An answer that reproduces all the entries exactly is what is needed.
----------------------------------------
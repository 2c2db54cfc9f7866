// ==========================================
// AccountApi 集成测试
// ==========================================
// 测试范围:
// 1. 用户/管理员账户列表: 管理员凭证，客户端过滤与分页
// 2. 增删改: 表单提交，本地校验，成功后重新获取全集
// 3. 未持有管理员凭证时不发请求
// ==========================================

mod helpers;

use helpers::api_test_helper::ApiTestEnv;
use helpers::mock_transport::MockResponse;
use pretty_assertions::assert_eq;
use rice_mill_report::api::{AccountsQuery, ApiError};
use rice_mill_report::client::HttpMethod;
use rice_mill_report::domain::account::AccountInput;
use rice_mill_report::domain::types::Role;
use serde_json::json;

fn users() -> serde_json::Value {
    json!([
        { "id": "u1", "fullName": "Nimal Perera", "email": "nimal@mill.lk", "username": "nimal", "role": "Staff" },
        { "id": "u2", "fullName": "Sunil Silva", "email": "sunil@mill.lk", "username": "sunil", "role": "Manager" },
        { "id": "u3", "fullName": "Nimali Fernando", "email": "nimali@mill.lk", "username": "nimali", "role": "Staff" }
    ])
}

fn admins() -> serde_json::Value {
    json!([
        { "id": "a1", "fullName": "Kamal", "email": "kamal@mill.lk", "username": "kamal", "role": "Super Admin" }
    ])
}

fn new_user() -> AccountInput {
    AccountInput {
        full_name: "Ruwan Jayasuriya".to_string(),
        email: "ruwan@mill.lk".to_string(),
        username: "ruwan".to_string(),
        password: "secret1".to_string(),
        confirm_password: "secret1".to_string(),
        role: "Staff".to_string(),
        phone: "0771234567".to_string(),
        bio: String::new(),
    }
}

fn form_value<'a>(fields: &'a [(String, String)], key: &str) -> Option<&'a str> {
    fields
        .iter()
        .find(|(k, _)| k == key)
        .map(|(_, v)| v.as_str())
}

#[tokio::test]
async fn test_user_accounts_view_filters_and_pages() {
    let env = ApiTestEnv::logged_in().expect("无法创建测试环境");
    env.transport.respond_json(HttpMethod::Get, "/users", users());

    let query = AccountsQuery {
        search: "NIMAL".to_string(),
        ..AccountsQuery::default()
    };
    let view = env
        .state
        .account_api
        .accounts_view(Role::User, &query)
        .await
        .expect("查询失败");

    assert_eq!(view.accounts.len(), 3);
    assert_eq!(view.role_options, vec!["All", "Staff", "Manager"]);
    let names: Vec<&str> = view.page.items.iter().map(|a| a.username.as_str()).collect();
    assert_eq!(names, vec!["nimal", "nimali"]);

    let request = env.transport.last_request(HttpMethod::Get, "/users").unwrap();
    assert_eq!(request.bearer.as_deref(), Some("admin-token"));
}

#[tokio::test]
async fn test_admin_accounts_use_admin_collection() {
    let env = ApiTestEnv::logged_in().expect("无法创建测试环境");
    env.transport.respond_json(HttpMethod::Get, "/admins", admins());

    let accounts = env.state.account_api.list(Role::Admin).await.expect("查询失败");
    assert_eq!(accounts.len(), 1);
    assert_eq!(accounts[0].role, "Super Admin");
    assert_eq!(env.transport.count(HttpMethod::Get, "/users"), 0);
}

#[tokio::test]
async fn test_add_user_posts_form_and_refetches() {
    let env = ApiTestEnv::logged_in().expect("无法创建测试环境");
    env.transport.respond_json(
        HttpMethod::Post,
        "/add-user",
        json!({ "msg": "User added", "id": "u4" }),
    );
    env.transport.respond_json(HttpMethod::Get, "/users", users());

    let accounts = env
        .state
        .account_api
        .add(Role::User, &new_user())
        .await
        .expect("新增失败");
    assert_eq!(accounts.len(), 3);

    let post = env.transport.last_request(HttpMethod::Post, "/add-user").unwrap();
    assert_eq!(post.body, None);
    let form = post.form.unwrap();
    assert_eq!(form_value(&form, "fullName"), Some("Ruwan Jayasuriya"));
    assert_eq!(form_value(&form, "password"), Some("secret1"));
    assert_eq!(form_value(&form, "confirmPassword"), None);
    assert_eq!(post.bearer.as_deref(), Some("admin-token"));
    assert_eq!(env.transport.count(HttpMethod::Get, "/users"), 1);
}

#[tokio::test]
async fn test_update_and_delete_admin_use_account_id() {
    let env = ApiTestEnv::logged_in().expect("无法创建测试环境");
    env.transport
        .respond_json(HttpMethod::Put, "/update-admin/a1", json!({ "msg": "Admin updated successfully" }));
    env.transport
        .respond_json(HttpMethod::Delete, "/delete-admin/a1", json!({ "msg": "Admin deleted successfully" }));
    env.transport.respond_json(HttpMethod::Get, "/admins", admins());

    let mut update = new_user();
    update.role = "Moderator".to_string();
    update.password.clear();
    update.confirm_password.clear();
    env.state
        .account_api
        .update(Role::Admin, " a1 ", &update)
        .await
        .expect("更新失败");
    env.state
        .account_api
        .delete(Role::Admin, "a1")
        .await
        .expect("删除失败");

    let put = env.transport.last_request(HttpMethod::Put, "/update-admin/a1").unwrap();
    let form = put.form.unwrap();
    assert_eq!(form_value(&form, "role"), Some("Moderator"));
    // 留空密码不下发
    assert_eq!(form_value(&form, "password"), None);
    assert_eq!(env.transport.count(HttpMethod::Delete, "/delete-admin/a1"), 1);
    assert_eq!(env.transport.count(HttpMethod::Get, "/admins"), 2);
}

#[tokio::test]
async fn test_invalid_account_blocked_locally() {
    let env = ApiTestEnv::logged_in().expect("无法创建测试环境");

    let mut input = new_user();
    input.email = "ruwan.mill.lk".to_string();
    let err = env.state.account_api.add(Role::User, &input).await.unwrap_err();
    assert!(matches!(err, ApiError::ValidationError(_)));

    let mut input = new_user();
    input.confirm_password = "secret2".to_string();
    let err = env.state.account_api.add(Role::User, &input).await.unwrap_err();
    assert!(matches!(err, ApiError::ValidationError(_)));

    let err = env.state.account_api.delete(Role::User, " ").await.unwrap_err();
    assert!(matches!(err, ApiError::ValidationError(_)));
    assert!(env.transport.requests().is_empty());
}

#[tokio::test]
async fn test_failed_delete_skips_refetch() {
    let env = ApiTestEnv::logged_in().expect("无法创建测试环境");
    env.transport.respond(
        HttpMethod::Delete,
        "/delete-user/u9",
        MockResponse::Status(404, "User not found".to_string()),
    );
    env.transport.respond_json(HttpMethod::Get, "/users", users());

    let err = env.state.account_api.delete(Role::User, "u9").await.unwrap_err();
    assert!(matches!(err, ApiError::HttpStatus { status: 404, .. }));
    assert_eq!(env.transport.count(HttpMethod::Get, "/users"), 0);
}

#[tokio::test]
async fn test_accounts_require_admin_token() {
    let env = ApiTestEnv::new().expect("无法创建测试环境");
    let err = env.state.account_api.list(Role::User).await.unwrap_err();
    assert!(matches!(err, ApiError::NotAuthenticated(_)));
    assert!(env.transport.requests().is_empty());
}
----------------------------------------
→ **Task solution**
repository 2c2db54cfc9f7866
// ==========================================
// AccountApi 集成测试
// ==========================================
// 测试范围:
// 1. 用户/管理员账户列表: 管理员凭证，客户端过滤与分页
// 2. 增删改: 表单提交，本地校验，成功后重新获取全集
// 3. 未持有管理员凭证时不发请求
// ==========================================

mod helpers;

use helpers::api_test_helper::ApiTestEnv;
use helpers::mock_transport::MockResponse;
use pretty_assertions::assert_eq;
use rice_mill_report::api::{AccountsQuery, ApiError};
use rice_mill_report::client::HttpMethod;
use rice_mill_report::domain::account::AccountInput;
use rice_mill_report::domain::types::Role;
use serde_json::json;

fn users() -> serde_json::Value {
    json!([
        { "id": "u1", "fullName": "Nimal Perera", "email": "nimal@mill.lk", "username": "nimal", "role": "Staff" },
        { "id": "u2", "fullName": "Sunil Silva", "email": "sunil@mill.lk", "username": "sunil", "role": "Manager" },
        { "id": "u3", "fullName": "Nimali Fernando", "email": "nimali@mill.lk", "username": "nimali", "role": "Staff" }
    ])
}

fn admins() -> serde_json::Value {
    json!([
        { "id": "a1", "fullName": "Kamal", "email": "kamal@mill.lk", "username": "kamal", "role": "Super Admin" }
    ])
}

fn new_user() -> AccountInput {
    AccountInput {
        full_name: "Ruwan Jayasuriya".to_string(),
        email: "ruwan@mill.lk".to_string(),
        username: "ruwan".to_string(),
        password: "secret1".to_string(),
        confirm_password: "secret1".to_string(),
        role: "Staff".to_string(),
        phone: "0771234567".to_string(),
        bio: String::new(),
    }
}

fn form_value<'a>(fields: &'a [(String, String)], key: &str) -> Option<&'a str> {
    fields
        .iter()
        .find(|(k, _)| k == key)
        .map(|(_, v)| v.as_str())
}

#[tokio::test]
async fn test_user_accounts_view_filters_and_pages() {
    let env = ApiTestEnv::logged_in().expect("无法创建测试环境");
    env.transport.respond_json(HttpMethod::Get, "/users", users());

    let query = AccountsQuery {
        search: "NIMAL".to_string(),
        ..AccountsQuery::default()
    };
    let view = env
        .state
        .account_api
        .accounts_view(Role::User, &query)
        .await
        .expect("查询失败");

    assert_eq!(view.accounts.len(), 3);
    assert_eq!(view.role_options, vec!["All", "Staff", "Manager"]);
    let names: Vec<&str> = view.page.items.iter().map(|a| a.username.as_str()).collect();
    assert_eq!(names, vec!["nimal", "nimali"]);

    let request = env.transport.last_request(HttpMethod::Get, "/users").unwrap();
    assert_eq!(request.bearer.as_deref(), Some("admin-token"));
}

#[tokio::test]
async fn test_admin_accounts_use_admin_collection() {
    let env = ApiTestEnv::logged_in().expect("无法创建测试环境");
    env.transport.respond_json(HttpMethod::Get, "/admins", admins());

    let accounts = env.state.account_api.list(Role::Admin).await.expect("查询失败");
    assert_eq!(accounts.len(), 1);
    assert_eq!(accounts[0].role, "Super Admin");
    assert_eq!(env.transport.count(HttpMethod::Get, "/users"), 0);
}

#[tokio::test]
async fn test_add_user_posts_form_and_refetches() {
    let env = ApiTestEnv::logged_in().expect("无法创建测试环境");
    env.transport.respond_json(
        HttpMethod::Post,
        "/add-user",
        json!({ "msg": "User added", "id": "u4" }),
    );
    env.transport.respond_json(HttpMethod::Get, "/users", users());

    let accounts = env
        .state
        .account_api
        .add(Role::User, &new_user())
        .await
        .expect("新增失败");
    assert_eq!(accounts.len(), 3);

    let post = env.transport.last_request(HttpMethod::Post, "/add-user").unwrap();
    assert_eq!(post.body, None);
    let form = post.form.unwrap();
    assert_eq!(form_value(&form, "fullName"), Some("Ruwan Jayasuriya"));
    assert_eq!(form_value(&form, "password"), Some("secret1"));
    assert_eq!(form_value(&form, "confirmPassword"), None);
    assert_eq!(post.bearer.as_deref(), Some("admin-token"));
    assert_eq!(env.transport.count(HttpMethod::Get, "/users"), 1);
}

#[tokio::test]
async fn test_update_and_delete_admin_use_account_id() {
    let env = ApiTestEnv::logged_in().expect("无法创建测试环境");
    env.transport
        .respond_json(HttpMethod::Put, "/update-admin/a1", json!({ "msg": "Admin updated successfully" }));
    env.transport
        .respond_json(HttpMethod::Delete, "/delete-admin/a1", json!({ "msg": "Admin deleted successfully" }));
    env.transport.respond_json(HttpMethod::Get, "/admins", admins());

    let mut update = new_user();
    update.role = "Moderator".to_string();
    update.password.clear();
    update.confirm_password.clear();
    env.state
        .account_api
        .update(Role::Admin, " a1 ", &update)
        .await
        .expect("更新失败");
    env.state
        .account_api
        .delete(Role::Admin, "a1")
        .await
        .expect("删除失败");

    let put = env.transport.last_request(HttpMethod::Put, "/update-admin/a1").unwrap();
    let form = put.form.unwrap();
    assert_eq!(form_value(&form, "role"), Some("Moderator"));
    // 留空密码不下发
    assert_eq!(form_value(&form, "password"), None);
    assert_eq!(env.transport.count(HttpMethod::Delete, "/delete-admin/a1"), 1);
    assert_eq!(env.transport.count(HttpMethod::Get, "/admins"), 2);
}

#[tokio::test]
async fn test_invalid_account_blocked_locally() {
    let env = ApiTestEnv::logged_in().expect("无法创建测试环境");

    let mut input = new_user();
    input.email = "ruwan.mill.lk".to_string();
    let err = env.state.account_api.add(Role::User, &input).await.unwrap_err();
    assert!(matches!(err, ApiError::ValidationError(_)));

    let mut input = new_user();
    input.confirm_password = "secret2".to_string();
    let err = env.state.account_api.add(Role::User, &input).await.unwrap_err();
    assert!(matches!(err, ApiError::ValidationError(_)));

    let err = env.state.account_api.delete(Role::User, " ").await.unwrap_err();
    assert!(matches!(err, ApiError::ValidationError(_)));
    assert!(env.transport.requests().is_empty());
}

#[tokio::test]
async fn test_failed_delete_skips_refetch() {
    let env = ApiTestEnv::logged_in().expect("无法创建测试环境");
    env.transport.respond(
        HttpMethod::Delete,
        "/delete-user/u9",
        MockResponse::Status(404, "User not found".to_string()),
    );
    env.transport.respond_json(HttpMethod::Get, "/users", users());

    let err = env.state.account_api.delete(Role::User, "u9").await.unwrap_err();
    assert!(matches!(err, ApiError::HttpStatus { status: 404, .. }));
    assert_eq!(env.transport.count(HttpMethod::Get, "/users"), 0);
}

#[tokio::test]
async fn test_accounts_require_admin_token() {
    let env = ApiTestEnv::new().expect("无法创建测试环境");
    let err = env.state.account_api.list(Role::User).await.unwrap_err();
    assert!(matches!(err, ApiError::NotAuthenticated(_)));
    assert!(env.transport.requests().is_empty());
}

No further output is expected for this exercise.